■ Records shown ■

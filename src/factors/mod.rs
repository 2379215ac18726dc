//! Quality factors: one detector/fixer pair per data-quality dimension.
//!
//! Factors are registered in a fixed declared order (the order of
//! [`FactorId::ALL`]) so downstream factors observe upstream effects
//! deterministically no matter how callers list them. Adding a factor
//! means implementing [`QualityFactor`] and registering it in
//! [`registry`], not editing a dispatch switch.

use std::str::FromStr;

use serde::{Deserialize, Serialize};
use serde_json::Value;

use crate::{
    document::TableDocument,
    error::{Error, Result},
    issue::Issue,
    rules::RuleSet,
};

mod balance;
mod cardinality;
mod correlation;
mod drift;
mod duplicates;
mod missing;
mod outliers;
mod range;
mod validity;
mod variance;

pub use balance::{BalanceConfig, BalanceStrategy, ClassDistribution, ClassImbalance};
pub use cardinality::{Cardinality, CardinalityConfig};
pub use correlation::{CorrelatedPair, CorrelationConfig, FeatureCorrelation};
pub use drift::{ColumnDriftProfile, DriftConfig, DriftTransform, MeanMedianDrift};
pub use duplicates::{DuplicateConfig, Duplicates, Keep};
pub use missing::{MissingConfig, MissingValues};
pub use outliers::{OutlierConfig, Outliers};
pub use range::{RangeAction, RangeConfig, RangeRule, RangeViolations};
pub use validity::{DataTypeMismatch, InconsistentFormats, InvalidData};
pub use variance::{LowVariance, VarianceConfig};

/// Identifier of a quality factor.
#[derive(Debug, Clone, Copy, PartialEq, Eq, Hash, Serialize, Deserialize)]
#[serde(rename_all = "snake_case")]
pub enum FactorId {
    /// Missing value detection and imputation.
    MissingValues,
    /// Duplicate record removal.
    Duplicates,
    /// Domain and logical rule violations.
    InvalidData,
    /// Values that do not coerce to the declared column type.
    DataTypeMismatch,
    /// Email/phone/URL format and plausibility violations.
    InconsistentFormats,
    /// Statistical outliers in numeric columns.
    Outliers,
    /// High-cardinality categorical columns.
    Cardinality,
    /// Near-constant columns.
    LowVariance,
    /// Highly correlated numeric column pairs.
    FeatureCorrelation,
    /// Skewed numeric distributions (mean-median drift).
    MeanMedianDrift,
    /// Values outside configured or derived ranges.
    RangeViolations,
    /// Class imbalance in a target column.
    ClassImbalance,
}

impl FactorId {
    /// All factors in declared pipeline execution order.
    pub const ALL: [FactorId; 12] = [
        Self::MissingValues,
        Self::Duplicates,
        Self::InvalidData,
        Self::DataTypeMismatch,
        Self::InconsistentFormats,
        Self::Outliers,
        Self::Cardinality,
        Self::LowVariance,
        Self::FeatureCorrelation,
        Self::MeanMedianDrift,
        Self::RangeViolations,
        Self::ClassImbalance,
    ];

    /// Snake-case id used in configs, reports, and the service wire
    /// format.
    pub fn as_str(&self) -> &'static str {
        match self {
            Self::MissingValues => "missing_values",
            Self::Duplicates => "duplicates",
            Self::InvalidData => "invalid_data",
            Self::DataTypeMismatch => "data_type_mismatch",
            Self::InconsistentFormats => "inconsistent_formats",
            Self::Outliers => "outliers",
            Self::Cardinality => "cardinality",
            Self::LowVariance => "low_variance",
            Self::FeatureCorrelation => "feature_correlation",
            Self::MeanMedianDrift => "mean_median_drift",
            Self::RangeViolations => "range_violations",
            Self::ClassImbalance => "class_imbalance",
        }
    }

    /// Short human-readable description.
    pub fn description(&self) -> &'static str {
        match self {
            Self::MissingValues => "Handle missing data with type-aware defaults",
            Self::Duplicates => "Remove duplicate records by composite key",
            Self::InvalidData => "Fix domain and logical rule violations",
            Self::DataTypeMismatch => "Coerce values to declared column types",
            Self::InconsistentFormats => "Standardize email, phone, URL, and date formats",
            Self::Outliers => "Handle outliers via the IQR rule",
            Self::Cardinality => "Fold high-cardinality categories into 'Other'",
            Self::LowVariance => "Remove near-constant columns",
            Self::FeatureCorrelation => "Remove highly correlated features",
            Self::MeanMedianDrift => "Transform skewed numeric distributions",
            Self::RangeViolations => "Enforce per-column value ranges",
            Self::ClassImbalance => "Rebalance the target class distribution",
        }
    }
}

impl std::fmt::Display for FactorId {
    fn fmt(&self, f: &mut std::fmt::Formatter<'_>) -> std::fmt::Result {
        f.write_str(self.as_str())
    }
}

impl FromStr for FactorId {
    type Err = Error;

    fn from_str(s: &str) -> Result<Self> {
        Self::ALL
            .iter()
            .copied()
            .find(|id| id.as_str() == s)
            .ok_or_else(|| Error::invalid_config(format!("unknown factor id '{s}'")))
    }
}

/// Configuration for the full pipeline, one section per factor plus the
/// shared cell rule set.
#[derive(Debug, Clone, Default)]
pub struct PipelineConfig {
    /// Name-substring cell validation rules.
    pub rules: RuleSet,
    /// Missing-value factor settings.
    pub missing: MissingConfig,
    /// Duplicate factor settings.
    pub duplicates: DuplicateConfig,
    /// Outlier factor settings.
    pub outliers: OutlierConfig,
    /// Cardinality factor settings.
    pub cardinality: CardinalityConfig,
    /// Low-variance factor settings.
    pub variance: VarianceConfig,
    /// Correlation factor settings.
    pub correlation: CorrelationConfig,
    /// Drift factor settings.
    pub drift: DriftConfig,
    /// Range-violation factor settings.
    pub range: RangeConfig,
    /// Class-imbalance factor settings.
    pub balance: BalanceConfig,
}

impl PipelineConfig {
    /// Set the target column for class balancing.
    #[must_use]
    pub fn with_target(mut self, column: impl Into<String>) -> Self {
        self.balance.target = Some(column.into());
        self
    }

    /// Set the resampling seed for deterministic balancing.
    #[must_use]
    pub fn with_seed(mut self, seed: u64) -> Self {
        self.balance.seed = Some(seed);
        self
    }

    /// Override the cell rule set.
    #[must_use]
    pub fn with_rules(mut self, rules: RuleSet) -> Self {
        self.rules = rules;
        self
    }
}

/// Result of applying one factor's fixer.
#[derive(Debug, Clone)]
pub struct FactorOutcome {
    /// The corrected document. Input documents are never mutated.
    pub document: TableDocument,
    /// Free-form per-factor statistics for the report.
    pub stats: Value,
    /// Human-readable log lines describing what changed.
    pub log: Vec<String>,
}

impl FactorOutcome {
    /// Outcome that leaves the document unchanged.
    pub fn unchanged(document: TableDocument, stats: Value) -> Self {
        Self {
            document,
            stats,
            log: Vec::new(),
        }
    }
}

/// A quality factor: a pure detector plus a copy-on-write fixer.
pub trait QualityFactor: Send + Sync {
    /// The factor's identifier.
    fn id(&self) -> FactorId;

    /// Detect issues without modifying the document.
    ///
    /// # Errors
    ///
    /// Returns an error if detection cannot run (for example a
    /// configured column is absent).
    fn detect(&self, doc: &TableDocument, config: &PipelineConfig) -> Result<Vec<Issue>>;

    /// Apply corrections, returning a new document plus stats and log
    /// lines. Never mutates the input.
    ///
    /// # Errors
    ///
    /// Returns an error if the fix cannot be applied.
    fn fix(&self, doc: &TableDocument, config: &PipelineConfig) -> Result<FactorOutcome>;
}

/// Build the factor registry in declared execution order.
pub fn registry() -> Vec<Box<dyn QualityFactor>> {
    vec![
        Box::new(MissingValues),
        Box::new(Duplicates),
        Box::new(InvalidData),
        Box::new(DataTypeMismatch),
        Box::new(InconsistentFormats),
        Box::new(Outliers),
        Box::new(Cardinality),
        Box::new(LowVariance),
        Box::new(FeatureCorrelation),
        Box::new(MeanMedianDrift),
        Box::new(RangeViolations),
        Box::new(ClassImbalance),
    ]
}

/// Apply every issue's suggested fix to a copy of the document.
///
/// Cells flagged without an explicit fix but categorized as missing or
/// type-mismatched fall back to the shared default generator, so every
/// flagged cell receives *some* value.
pub fn apply_issue_fixes(
    doc: &TableDocument,
    issues: &[Issue],
    rules: &RuleSet,
) -> Result<(TableDocument, usize)> {
    use crate::issue::IssueCategory;

    let mut fixed = doc.clone();
    let mut applied = 0usize;
    for issue in issues {
        let Some(column) = doc.column(&issue.column).cloned() else {
            continue;
        };
        let replacement = match &issue.suggested_fix {
            Some(fix) => Some(fix.clone()),
            None => match issue.category {
                IssueCategory::MissingValue | IssueCategory::TypeMismatch => {
                    Some(rules.default_fix(&column).0)
                }
                _ => None,
            },
        };
        if let Some(value) = replacement {
            fixed.set_value(issue.row_index, &issue.column, value)?;
            applied += 1;
        }
    }
    Ok((fixed, applied))
}
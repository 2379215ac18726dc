//! Duplicate-record factor: composite-key deduplication.

use std::collections::HashSet;

use serde::{Deserialize, Serialize};
use serde_json::json;

use crate::{
    document::TableDocument,
    error::{Error, Result},
    issue::{Issue, IssueCategory, IssueSeverity},
};

use super::{FactorId, FactorOutcome, PipelineConfig, QualityFactor};

/// Separator joining key parts. The CSV boundary cannot deliver this
/// control character inside a field, so keys never collide with data.
const KEY_SEPARATOR: char = '\u{1F}';

/// Which occurrence of a duplicate key survives.
#[derive(Debug, Clone, Copy, PartialEq, Eq, Default, Serialize, Deserialize)]
#[serde(rename_all = "lowercase")]
pub enum Keep {
    /// Keep the first occurrence (scan order).
    #[default]
    First,
    /// Keep the last occurrence.
    Last,
}

/// Settings for the duplicate factor.
#[derive(Debug, Clone, Default)]
pub struct DuplicateConfig {
    /// Columns forming the composite key, in the caller's order.
    /// `None` means all columns in declared order.
    pub subset: Option<Vec<String>>,
    /// Which occurrence survives.
    pub keep: Keep,
}

/// Duplicate detector/fixer over a composite key.
///
/// Single scan (reversed for [`Keep::Last`]) with a seen-set of keys:
/// O(n·k) time, O(n) extra space.
pub struct Duplicates;

impl Duplicates {
    fn key_columns<'a>(
        doc: &'a TableDocument,
        config: &'a PipelineConfig,
    ) -> Result<Vec<&'a str>> {
        match &config.duplicates.subset {
            Some(subset) => {
                for name in subset {
                    if !doc.has_column(name) {
                        return Err(Error::column_not_found(name));
                    }
                }
                Ok(subset.iter().map(String::as_str).collect())
            }
            None => Ok(doc.column_names()),
        }
    }

    fn row_key(doc: &TableDocument, row: usize, columns: &[&str]) -> String {
        let mut key = String::new();
        for (i, column) in columns.iter().enumerate() {
            if i > 0 {
                key.push(KEY_SEPARATOR);
            }
            if let Some(value) = doc.value(row, column) {
                key.push_str(&value.to_display());
            }
        }
        key
    }

    /// Row indices that survive deduplication, in original order.
    fn retained_indices(
        doc: &TableDocument,
        columns: &[&str],
        keep: Keep,
    ) -> Vec<usize> {
        let n = doc.num_rows();
        let mut seen: HashSet<String> = HashSet::with_capacity(n);
        let mut retained = Vec::with_capacity(n);
        match keep {
            Keep::First => {
                for i in 0..n {
                    if seen.insert(Self::row_key(doc, i, columns)) {
                        retained.push(i);
                    }
                }
            }
            Keep::Last => {
                for i in (0..n).rev() {
                    if seen.insert(Self::row_key(doc, i, columns)) {
                        retained.push(i);
                    }
                }
                retained.reverse();
            }
        }
        retained
    }
}

impl QualityFactor for Duplicates {
    fn id(&self) -> FactorId {
        FactorId::Duplicates
    }

    fn detect(&self, doc: &TableDocument, config: &PipelineConfig) -> Result<Vec<Issue>> {
        let columns = Self::key_columns(doc, config)?;
        let retained: HashSet<usize> =
            Self::retained_indices(doc, &columns, config.duplicates.keep)
                .into_iter()
                .collect();
        let anchor = columns.first().copied().unwrap_or_default();

        let issues = (0..doc.num_rows())
            .filter(|i| !retained.contains(i))
            .map(|i| {
                let value = doc.value(i, anchor).cloned().unwrap_or_default();
                Issue::flag(
                    i,
                    anchor,
                    value,
                    format!("row {i} duplicates an existing composite key"),
                    IssueCategory::LogicalError,
                    IssueSeverity::Info,
                )
            })
            .collect();
        Ok(issues)
    }

    fn fix(&self, doc: &TableDocument, config: &PipelineConfig) -> Result<FactorOutcome> {
        let columns = Self::key_columns(doc, config)?;
        let retained = Self::retained_indices(doc, &columns, config.duplicates.keep);

        let before = doc.num_rows();
        let rows = retained
            .iter()
            .filter_map(|&i| doc.row(i).cloned())
            .collect();
        let deduped = doc.with_rows(rows);
        let after = deduped.num_rows();
        let removed = before - after;

        let mut log = Vec::new();
        if removed > 0 {
            log.push(format!("Removed {removed} duplicate records"));
        }
        let stats = json!({
            "before_count": before,
            "after_count": after,
            "removed": removed,
        });
        Ok(FactorOutcome {
            document: deduped,
            stats,
            log,
        })
    }
}

#[cfg(test)]
mod tests {
    use super::*;
    use crate::document::CellValue;

    fn doc() -> TableDocument {
        TableDocument::from_csv_str("id,name\n1,ana\n2,bo\n1,ana\n3,cy\n2,bo\n").unwrap()
    }

    #[test]
    fn test_keep_first_retains_first_occurrence() {
        let outcome = Duplicates.fix(&doc(), &PipelineConfig::default()).unwrap();
        assert_eq!(outcome.document.num_rows(), 3);
        assert_eq!(outcome.stats["removed"], 2);
        let ids: Vec<f64> = (0..3)
            .map(|i| outcome.document.value(i, "id").unwrap().as_number().unwrap())
            .collect();
        assert_eq!(ids, vec![1.0, 2.0, 3.0]);
    }

    #[test]
    fn test_keep_last_preserves_relative_order() {
        let mut config = PipelineConfig::default();
        config.duplicates.keep = Keep::Last;
        let outcome = Duplicates.fix(&doc(), &config).unwrap();
        // last occurrences: row 2 (1,ana), row 3 (3,cy), row 4 (2,bo)
        let ids: Vec<f64> = (0..3)
            .map(|i| outcome.document.value(i, "id").unwrap().as_number().unwrap())
            .collect();
        assert_eq!(ids, vec![1.0, 3.0, 2.0]);
    }

    #[test]
    fn test_output_length_equals_distinct_keys() {
        let outcome = Duplicates.fix(&doc(), &PipelineConfig::default()).unwrap();
        assert_eq!(outcome.document.num_rows(), 3);
    }

    #[test]
    fn test_subset_key() {
        let mut config = PipelineConfig::default();
        config.duplicates.subset = Some(vec!["name".to_string()]);
        let doc =
            TableDocument::from_csv_str("id,name\n1,ana\n2,ana\n3,bo\n").unwrap();
        let outcome = Duplicates.fix(&doc, &config).unwrap();
        assert_eq!(outcome.document.num_rows(), 2);
        assert_eq!(
            outcome.document.value(0, "id"),
            Some(&CellValue::Number(1.0))
        );
    }

    #[test]
    fn test_unknown_subset_column_errors() {
        let mut config = PipelineConfig::default();
        config.duplicates.subset = Some(vec!["nope".to_string()]);
        assert!(Duplicates.fix(&doc(), &config).is_err());
    }

    #[test]
    fn test_detect_flags_non_retained_rows() {
        let issues = Duplicates.detect(&doc(), &PipelineConfig::default()).unwrap();
        let rows: Vec<usize> = issues.iter().map(|i| i.row_index).collect();
        assert_eq!(rows, vec![2, 4]);
        assert!(issues.iter().all(|i| i.severity == IssueSeverity::Info));
    }

    #[test]
    fn test_idempotent() {
        let config = PipelineConfig::default();
        let once = Duplicates.fix(&doc(), &config).unwrap().document;
        assert!(Duplicates.detect(&once, &config).unwrap().is_empty());
    }
}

■ Work item ■
Reproduce verbatim the range of lines that opens the records and closes with the line containing "mod variance;". Omit everything after it.

■ Response for this exercise ■
filename src/factors/mod.rs
repository 2379215ac18726dc
//! Quality factors: one detector/fixer pair per data-quality dimension.
//!
//! Factors are registered in a fixed declared order (the order of
//! [`FactorId::ALL`]) so downstream factors observe upstream effects
//! deterministically no matter how callers list them. Adding a factor
//! means implementing [`QualityFactor`] and registering it in
//! [`registry`], not editing a dispatch switch.

use std::str::FromStr;

use serde::{Deserialize, Serialize};
use serde_json::Value;

use crate::{
    document::TableDocument,
    error::{Error, Result},
    issue::Issue,
    rules::RuleSet,
};

mod balance;
mod cardinality;
mod correlation;
mod drift;
mod duplicates;
mod missing;
mod outliers;
mod range;
mod validity;
mod variance;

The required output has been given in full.